#### Assignment:
When you reach the line with "assert!(matches!(err, Error::ValidationFailed(msg) if" in the data below, begin printing lines exactly, and stop once the line with "sim.setup.config.temperature.min = 0.0;" has been printed.

++++ Dataset records ++++

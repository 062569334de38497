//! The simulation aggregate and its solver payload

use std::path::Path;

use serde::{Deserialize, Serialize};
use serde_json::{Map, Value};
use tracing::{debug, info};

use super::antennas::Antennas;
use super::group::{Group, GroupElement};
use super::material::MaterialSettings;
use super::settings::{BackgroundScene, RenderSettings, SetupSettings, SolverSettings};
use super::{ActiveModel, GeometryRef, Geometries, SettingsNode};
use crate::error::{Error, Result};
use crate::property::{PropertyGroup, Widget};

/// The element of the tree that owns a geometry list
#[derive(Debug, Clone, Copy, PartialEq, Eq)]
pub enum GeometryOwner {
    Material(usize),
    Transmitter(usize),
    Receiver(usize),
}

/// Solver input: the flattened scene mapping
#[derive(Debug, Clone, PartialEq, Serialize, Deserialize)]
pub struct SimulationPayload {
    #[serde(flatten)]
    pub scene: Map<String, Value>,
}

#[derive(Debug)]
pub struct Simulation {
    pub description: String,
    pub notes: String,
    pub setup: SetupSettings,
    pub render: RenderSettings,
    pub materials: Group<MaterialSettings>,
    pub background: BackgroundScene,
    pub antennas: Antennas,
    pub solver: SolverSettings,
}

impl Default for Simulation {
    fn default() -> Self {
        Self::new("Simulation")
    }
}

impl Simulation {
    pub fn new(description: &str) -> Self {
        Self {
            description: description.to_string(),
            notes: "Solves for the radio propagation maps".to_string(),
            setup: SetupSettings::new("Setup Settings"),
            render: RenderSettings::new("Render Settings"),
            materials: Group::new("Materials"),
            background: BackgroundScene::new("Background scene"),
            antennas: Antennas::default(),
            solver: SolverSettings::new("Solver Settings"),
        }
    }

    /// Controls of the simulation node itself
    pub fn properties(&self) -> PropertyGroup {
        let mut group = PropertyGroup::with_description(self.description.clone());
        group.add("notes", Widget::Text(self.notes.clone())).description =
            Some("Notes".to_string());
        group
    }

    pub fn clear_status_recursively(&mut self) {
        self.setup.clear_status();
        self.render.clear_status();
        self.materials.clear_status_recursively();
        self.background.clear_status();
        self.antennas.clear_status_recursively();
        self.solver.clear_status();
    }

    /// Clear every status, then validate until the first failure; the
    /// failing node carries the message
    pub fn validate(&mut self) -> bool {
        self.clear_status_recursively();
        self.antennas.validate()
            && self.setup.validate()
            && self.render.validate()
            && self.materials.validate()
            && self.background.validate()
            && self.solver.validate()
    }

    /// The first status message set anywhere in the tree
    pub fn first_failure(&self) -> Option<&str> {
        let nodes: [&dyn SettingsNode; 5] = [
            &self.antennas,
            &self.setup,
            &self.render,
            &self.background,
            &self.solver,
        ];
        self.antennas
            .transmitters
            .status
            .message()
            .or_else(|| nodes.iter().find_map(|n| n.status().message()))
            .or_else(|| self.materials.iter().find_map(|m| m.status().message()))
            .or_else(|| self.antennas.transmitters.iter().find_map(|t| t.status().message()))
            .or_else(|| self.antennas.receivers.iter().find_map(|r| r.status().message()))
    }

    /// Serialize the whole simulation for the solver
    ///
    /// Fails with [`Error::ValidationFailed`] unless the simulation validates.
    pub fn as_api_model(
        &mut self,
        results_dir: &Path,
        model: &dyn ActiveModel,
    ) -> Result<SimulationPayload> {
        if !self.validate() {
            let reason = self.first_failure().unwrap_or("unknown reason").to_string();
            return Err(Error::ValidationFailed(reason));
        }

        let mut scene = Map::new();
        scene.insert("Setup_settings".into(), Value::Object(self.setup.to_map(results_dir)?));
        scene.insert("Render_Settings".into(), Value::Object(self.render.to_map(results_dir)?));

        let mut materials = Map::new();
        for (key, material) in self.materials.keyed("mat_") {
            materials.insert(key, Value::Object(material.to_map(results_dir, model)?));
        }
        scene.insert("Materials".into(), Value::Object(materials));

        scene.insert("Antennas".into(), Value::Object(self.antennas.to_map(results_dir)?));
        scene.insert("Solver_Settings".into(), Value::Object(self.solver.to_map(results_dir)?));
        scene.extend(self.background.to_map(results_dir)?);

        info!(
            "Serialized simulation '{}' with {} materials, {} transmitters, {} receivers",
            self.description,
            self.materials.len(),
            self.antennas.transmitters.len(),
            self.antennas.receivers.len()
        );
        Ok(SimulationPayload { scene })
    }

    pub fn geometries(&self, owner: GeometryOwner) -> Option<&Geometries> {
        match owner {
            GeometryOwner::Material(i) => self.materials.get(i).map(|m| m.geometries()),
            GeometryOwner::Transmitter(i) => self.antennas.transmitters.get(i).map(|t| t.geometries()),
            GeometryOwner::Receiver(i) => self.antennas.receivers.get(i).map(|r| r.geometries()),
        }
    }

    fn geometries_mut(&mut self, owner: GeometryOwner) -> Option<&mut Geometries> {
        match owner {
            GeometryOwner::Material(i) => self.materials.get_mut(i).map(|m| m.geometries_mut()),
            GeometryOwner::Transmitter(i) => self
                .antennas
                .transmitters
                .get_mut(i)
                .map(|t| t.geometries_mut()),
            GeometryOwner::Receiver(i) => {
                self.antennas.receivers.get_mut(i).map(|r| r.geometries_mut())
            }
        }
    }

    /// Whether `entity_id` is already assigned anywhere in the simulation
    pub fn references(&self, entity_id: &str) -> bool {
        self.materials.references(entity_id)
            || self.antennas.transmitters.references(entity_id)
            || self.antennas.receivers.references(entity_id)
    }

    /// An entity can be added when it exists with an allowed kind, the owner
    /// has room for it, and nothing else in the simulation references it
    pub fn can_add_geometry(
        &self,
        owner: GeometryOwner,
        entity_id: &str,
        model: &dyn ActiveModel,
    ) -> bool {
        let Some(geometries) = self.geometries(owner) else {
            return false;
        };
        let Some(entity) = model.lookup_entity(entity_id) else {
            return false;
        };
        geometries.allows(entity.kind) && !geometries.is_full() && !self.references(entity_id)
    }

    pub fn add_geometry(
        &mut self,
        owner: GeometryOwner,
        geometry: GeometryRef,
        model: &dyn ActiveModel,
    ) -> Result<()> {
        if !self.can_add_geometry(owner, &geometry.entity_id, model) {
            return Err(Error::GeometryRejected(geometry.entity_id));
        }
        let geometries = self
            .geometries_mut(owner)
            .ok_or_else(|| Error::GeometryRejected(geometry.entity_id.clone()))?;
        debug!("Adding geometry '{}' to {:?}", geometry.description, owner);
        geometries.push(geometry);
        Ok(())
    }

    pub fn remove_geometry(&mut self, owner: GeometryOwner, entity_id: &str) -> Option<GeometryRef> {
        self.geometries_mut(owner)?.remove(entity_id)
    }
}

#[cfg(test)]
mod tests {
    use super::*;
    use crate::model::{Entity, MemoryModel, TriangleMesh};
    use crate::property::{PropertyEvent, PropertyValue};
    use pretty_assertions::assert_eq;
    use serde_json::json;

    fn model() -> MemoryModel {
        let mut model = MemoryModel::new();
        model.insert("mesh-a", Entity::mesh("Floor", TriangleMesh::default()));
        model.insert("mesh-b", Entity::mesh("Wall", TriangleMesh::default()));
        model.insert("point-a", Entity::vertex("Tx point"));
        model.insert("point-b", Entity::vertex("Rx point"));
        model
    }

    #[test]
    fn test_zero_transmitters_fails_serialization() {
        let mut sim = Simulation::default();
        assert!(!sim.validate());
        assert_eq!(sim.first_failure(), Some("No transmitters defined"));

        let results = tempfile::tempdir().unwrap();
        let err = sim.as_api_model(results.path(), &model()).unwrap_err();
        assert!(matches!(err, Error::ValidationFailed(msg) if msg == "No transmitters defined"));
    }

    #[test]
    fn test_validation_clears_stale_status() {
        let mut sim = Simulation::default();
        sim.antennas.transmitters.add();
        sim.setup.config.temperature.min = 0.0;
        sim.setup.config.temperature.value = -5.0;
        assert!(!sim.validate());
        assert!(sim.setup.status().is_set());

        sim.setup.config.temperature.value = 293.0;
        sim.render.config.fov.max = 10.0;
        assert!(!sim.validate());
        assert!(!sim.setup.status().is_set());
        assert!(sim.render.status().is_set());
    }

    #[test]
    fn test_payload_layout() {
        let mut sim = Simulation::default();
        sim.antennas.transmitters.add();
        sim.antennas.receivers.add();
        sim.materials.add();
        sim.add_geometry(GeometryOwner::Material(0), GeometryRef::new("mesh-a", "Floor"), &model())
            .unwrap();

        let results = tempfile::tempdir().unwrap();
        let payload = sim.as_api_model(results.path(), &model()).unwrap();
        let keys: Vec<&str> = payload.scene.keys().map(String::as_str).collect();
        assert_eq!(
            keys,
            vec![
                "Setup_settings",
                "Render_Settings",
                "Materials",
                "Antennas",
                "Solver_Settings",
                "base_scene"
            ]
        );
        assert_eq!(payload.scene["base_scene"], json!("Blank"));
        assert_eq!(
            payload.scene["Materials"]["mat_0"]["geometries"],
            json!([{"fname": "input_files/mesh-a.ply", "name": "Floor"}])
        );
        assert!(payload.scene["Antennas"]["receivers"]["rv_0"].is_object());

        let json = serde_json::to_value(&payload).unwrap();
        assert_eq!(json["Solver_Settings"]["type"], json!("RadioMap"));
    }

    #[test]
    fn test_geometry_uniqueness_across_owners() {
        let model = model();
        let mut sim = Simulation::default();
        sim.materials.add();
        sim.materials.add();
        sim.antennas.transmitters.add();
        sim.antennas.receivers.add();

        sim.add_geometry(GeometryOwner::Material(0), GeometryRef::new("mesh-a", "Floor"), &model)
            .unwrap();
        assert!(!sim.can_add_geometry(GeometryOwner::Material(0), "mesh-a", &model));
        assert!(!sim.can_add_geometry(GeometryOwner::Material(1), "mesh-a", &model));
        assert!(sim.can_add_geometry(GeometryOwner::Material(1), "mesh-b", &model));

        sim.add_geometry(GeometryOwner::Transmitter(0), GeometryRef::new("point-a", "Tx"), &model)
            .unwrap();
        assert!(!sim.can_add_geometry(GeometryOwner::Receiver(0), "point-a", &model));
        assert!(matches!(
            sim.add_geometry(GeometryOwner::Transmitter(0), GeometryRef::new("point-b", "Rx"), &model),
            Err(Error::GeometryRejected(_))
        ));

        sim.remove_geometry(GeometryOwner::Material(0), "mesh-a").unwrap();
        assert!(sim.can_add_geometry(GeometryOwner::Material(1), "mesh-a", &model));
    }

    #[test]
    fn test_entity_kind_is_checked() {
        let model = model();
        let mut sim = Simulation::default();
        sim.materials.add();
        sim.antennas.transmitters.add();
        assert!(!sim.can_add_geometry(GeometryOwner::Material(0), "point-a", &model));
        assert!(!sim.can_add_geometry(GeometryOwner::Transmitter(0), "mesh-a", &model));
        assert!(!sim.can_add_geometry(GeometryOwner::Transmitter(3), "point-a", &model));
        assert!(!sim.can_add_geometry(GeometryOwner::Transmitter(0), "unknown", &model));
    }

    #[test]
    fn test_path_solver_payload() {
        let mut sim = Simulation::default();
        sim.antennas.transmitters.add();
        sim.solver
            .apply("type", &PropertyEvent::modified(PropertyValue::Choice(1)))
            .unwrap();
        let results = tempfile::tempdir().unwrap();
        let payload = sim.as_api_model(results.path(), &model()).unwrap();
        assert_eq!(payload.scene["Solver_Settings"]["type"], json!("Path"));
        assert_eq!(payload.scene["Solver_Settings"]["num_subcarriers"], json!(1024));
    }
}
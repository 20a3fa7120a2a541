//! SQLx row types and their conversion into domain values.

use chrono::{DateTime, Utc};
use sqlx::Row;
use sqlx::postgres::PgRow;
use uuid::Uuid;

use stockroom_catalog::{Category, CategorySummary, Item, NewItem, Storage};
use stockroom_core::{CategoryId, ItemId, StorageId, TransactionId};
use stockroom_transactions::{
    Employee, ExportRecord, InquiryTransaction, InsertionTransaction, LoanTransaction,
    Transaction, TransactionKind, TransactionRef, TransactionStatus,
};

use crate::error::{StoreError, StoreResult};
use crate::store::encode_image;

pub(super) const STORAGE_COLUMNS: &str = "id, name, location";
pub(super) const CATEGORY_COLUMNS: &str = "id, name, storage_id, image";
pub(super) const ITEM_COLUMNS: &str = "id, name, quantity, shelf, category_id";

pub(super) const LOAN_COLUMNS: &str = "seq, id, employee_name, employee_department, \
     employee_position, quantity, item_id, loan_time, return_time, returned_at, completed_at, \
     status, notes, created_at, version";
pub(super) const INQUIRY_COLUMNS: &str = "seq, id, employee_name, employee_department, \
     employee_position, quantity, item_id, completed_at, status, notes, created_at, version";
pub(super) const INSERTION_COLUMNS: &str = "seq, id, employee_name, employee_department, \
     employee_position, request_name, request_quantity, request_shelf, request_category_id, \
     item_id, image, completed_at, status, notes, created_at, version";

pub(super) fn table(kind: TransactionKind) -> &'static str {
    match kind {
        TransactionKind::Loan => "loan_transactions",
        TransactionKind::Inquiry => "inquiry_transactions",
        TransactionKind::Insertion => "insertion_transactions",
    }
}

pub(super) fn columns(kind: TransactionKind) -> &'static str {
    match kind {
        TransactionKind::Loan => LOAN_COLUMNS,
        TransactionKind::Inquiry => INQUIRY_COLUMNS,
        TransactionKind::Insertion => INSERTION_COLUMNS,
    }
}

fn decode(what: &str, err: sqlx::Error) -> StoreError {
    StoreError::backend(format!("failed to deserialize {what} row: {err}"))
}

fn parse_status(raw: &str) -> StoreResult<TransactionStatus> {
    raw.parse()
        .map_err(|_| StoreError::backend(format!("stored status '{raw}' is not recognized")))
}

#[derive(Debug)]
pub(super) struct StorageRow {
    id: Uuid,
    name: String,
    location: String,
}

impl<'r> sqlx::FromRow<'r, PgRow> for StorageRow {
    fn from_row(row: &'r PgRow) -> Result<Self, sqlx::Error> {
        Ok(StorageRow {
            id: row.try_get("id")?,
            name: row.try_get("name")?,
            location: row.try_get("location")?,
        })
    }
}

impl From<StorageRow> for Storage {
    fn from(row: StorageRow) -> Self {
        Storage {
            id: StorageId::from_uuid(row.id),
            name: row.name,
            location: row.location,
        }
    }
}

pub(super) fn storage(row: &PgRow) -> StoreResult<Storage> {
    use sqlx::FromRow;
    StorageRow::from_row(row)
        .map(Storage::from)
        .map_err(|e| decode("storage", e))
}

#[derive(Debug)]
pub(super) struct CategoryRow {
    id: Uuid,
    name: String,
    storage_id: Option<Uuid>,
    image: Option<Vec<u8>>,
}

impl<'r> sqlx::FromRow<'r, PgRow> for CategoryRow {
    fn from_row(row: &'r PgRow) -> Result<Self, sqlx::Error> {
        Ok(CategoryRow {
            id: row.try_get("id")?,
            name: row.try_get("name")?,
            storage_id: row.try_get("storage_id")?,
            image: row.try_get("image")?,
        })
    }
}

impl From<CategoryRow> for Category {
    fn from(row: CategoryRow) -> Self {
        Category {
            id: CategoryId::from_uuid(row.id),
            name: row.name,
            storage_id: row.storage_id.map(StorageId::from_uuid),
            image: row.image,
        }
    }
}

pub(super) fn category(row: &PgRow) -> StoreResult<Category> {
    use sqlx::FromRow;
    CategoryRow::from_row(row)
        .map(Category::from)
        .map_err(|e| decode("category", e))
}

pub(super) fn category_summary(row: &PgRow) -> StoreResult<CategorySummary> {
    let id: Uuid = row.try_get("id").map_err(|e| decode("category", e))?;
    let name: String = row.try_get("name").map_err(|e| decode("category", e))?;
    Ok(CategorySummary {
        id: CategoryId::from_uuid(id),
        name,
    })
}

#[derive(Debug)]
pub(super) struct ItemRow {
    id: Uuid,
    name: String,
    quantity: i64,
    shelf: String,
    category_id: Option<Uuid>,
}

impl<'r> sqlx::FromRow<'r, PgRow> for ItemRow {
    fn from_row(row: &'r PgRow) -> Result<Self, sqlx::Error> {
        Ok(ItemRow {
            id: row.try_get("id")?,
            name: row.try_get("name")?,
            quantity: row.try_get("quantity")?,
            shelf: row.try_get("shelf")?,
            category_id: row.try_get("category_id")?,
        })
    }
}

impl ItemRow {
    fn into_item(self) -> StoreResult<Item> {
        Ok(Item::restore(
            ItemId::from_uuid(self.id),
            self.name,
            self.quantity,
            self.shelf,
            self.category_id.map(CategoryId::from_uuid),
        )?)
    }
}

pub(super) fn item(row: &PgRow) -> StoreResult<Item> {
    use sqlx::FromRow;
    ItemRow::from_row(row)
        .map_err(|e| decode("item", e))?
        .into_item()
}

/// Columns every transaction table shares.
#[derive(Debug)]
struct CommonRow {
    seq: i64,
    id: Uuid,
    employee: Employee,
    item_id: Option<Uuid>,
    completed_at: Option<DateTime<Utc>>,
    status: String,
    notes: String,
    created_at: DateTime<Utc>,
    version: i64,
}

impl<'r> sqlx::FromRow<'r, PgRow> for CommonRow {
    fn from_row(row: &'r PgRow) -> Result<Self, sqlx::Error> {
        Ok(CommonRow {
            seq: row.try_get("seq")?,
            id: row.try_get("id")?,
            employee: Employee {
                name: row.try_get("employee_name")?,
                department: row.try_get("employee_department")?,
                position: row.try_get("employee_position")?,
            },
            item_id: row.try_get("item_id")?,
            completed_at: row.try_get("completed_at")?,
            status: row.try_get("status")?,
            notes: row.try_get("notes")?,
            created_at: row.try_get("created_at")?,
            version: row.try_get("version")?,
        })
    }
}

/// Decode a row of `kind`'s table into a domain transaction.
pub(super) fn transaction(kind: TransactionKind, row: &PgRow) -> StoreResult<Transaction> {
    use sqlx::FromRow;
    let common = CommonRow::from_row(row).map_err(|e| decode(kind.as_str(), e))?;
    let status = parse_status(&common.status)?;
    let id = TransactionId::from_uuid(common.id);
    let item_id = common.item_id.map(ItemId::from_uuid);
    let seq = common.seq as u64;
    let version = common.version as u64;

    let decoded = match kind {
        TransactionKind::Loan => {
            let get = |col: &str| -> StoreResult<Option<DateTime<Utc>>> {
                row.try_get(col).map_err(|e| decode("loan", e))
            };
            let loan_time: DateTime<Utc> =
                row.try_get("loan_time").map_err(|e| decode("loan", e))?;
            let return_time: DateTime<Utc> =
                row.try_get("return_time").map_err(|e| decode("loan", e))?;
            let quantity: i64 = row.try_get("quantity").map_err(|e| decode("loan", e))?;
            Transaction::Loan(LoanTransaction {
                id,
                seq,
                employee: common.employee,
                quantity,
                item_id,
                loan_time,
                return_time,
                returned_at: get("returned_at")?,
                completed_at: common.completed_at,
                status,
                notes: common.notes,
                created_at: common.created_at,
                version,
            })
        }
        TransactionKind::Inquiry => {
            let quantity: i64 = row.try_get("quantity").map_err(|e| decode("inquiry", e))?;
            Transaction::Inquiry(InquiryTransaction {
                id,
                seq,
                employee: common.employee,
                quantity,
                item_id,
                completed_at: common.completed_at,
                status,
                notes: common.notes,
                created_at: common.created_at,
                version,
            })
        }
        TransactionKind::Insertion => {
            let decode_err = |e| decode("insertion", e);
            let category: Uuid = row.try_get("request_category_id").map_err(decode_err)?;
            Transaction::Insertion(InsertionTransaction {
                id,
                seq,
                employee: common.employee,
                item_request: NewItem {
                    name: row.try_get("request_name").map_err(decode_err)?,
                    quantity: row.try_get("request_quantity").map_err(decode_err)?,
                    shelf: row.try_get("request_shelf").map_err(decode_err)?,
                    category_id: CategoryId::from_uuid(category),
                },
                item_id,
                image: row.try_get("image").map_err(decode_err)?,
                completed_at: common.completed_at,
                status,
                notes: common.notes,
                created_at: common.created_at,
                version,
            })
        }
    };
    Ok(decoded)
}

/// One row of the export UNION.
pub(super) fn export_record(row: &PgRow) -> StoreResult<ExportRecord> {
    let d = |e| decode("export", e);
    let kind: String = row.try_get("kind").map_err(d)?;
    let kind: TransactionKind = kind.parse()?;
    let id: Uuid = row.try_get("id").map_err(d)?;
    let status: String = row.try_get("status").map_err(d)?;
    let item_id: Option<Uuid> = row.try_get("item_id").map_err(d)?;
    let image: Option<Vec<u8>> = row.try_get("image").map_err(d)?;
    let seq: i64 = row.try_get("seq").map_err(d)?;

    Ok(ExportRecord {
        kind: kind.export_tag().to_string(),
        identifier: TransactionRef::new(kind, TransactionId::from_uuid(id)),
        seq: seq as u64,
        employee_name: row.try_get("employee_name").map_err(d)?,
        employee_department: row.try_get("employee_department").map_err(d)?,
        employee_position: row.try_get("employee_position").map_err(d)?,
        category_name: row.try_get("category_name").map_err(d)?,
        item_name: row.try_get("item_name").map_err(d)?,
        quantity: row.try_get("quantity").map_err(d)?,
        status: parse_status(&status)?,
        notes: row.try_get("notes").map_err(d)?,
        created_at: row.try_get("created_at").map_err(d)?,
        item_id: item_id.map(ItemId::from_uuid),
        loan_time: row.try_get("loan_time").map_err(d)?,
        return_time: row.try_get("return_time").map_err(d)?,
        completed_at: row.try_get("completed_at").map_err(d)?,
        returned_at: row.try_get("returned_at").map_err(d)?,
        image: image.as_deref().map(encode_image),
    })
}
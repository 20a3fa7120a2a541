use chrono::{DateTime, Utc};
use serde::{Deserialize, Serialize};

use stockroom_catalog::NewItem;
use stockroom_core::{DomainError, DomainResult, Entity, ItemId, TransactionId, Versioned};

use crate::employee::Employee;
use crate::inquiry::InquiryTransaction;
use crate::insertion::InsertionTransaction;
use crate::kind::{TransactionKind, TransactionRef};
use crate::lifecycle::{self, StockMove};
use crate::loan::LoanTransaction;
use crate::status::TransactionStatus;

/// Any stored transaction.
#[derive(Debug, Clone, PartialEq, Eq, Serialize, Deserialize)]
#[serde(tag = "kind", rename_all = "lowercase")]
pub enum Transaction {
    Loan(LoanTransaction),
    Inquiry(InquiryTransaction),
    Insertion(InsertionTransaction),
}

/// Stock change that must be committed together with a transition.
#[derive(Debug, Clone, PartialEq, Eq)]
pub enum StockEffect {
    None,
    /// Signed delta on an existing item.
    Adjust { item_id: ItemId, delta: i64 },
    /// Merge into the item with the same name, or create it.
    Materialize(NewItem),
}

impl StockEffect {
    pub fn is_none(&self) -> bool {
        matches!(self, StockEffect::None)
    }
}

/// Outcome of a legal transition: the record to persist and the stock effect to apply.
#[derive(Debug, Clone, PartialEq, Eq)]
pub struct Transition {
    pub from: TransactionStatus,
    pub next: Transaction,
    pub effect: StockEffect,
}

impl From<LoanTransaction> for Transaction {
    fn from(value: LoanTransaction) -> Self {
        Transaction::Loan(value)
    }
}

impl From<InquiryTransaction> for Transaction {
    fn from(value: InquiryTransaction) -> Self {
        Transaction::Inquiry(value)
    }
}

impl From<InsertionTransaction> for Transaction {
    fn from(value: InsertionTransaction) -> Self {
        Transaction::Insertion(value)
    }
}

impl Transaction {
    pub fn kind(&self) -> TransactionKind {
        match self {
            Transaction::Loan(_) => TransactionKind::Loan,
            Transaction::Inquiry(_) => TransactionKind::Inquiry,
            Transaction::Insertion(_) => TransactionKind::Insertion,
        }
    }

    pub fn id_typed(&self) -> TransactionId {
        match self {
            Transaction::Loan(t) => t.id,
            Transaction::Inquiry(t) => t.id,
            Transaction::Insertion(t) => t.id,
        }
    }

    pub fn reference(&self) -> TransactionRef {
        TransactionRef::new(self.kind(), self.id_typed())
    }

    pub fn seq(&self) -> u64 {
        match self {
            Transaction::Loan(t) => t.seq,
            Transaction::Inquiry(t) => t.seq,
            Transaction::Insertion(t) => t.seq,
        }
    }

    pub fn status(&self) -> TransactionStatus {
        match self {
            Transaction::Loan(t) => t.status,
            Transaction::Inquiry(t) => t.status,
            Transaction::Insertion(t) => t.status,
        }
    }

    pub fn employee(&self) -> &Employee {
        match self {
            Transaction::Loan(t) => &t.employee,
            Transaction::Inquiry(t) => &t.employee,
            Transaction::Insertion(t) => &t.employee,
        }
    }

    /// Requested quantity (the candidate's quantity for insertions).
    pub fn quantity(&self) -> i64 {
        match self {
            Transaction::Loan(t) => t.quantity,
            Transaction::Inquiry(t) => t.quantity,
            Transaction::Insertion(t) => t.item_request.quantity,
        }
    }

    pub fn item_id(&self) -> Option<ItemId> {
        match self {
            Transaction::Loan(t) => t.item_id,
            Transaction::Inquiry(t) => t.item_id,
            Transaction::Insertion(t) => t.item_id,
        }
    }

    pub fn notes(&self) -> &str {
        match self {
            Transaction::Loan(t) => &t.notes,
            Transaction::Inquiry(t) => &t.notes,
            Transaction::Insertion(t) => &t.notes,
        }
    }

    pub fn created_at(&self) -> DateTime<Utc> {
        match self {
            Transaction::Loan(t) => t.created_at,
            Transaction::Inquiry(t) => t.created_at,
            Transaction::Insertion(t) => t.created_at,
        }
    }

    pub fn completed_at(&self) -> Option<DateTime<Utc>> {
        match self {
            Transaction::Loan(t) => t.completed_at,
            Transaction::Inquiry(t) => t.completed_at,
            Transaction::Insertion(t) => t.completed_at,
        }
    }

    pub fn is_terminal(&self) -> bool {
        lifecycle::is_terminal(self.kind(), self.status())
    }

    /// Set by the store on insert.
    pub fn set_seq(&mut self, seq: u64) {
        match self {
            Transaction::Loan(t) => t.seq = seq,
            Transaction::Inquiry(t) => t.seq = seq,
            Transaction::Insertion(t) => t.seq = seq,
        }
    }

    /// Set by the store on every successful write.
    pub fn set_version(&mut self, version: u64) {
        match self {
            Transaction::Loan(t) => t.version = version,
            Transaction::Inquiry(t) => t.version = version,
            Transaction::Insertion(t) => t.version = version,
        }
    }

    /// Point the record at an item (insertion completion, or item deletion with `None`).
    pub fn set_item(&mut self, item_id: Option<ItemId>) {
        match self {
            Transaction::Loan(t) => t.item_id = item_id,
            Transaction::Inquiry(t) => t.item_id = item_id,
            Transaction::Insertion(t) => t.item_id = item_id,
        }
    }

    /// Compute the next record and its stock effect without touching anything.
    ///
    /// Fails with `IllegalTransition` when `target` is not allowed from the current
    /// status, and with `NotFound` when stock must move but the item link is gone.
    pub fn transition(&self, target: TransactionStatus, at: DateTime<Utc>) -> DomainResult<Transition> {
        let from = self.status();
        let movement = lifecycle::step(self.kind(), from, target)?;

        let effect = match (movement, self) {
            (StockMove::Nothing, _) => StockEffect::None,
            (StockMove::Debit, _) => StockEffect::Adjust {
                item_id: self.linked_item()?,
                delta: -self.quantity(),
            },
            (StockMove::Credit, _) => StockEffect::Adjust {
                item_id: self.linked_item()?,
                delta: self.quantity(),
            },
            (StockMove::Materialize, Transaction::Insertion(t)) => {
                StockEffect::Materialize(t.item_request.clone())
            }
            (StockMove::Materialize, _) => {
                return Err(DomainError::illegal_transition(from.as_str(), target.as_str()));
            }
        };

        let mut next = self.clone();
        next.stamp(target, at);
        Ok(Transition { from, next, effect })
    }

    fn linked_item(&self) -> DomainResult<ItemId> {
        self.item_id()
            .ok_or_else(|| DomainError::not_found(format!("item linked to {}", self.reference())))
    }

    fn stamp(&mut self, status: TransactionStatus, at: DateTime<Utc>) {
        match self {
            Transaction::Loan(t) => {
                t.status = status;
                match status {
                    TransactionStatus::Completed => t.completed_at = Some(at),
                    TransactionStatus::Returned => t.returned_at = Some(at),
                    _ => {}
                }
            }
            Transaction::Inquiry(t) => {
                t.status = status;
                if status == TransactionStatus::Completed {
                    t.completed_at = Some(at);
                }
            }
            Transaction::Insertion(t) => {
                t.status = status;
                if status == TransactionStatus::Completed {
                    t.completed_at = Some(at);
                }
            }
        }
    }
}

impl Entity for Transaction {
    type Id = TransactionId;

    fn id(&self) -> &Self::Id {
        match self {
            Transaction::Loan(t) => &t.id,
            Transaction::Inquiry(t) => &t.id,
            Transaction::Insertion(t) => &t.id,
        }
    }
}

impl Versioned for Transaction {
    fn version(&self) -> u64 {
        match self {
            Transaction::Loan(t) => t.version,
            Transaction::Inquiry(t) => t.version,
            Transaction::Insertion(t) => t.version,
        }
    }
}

++++

#### The completed task:
        assert!(matches!(err, Error::ValidationFailed(msg) if msg == "No transmitters defined"));
    }

    #[test]
    fn test_validation_clears_stale_status() {
        let mut sim = Simulation::default();
        sim.antennas.transmitters.add();
        sim.setup.config.temperature.min = 0.0;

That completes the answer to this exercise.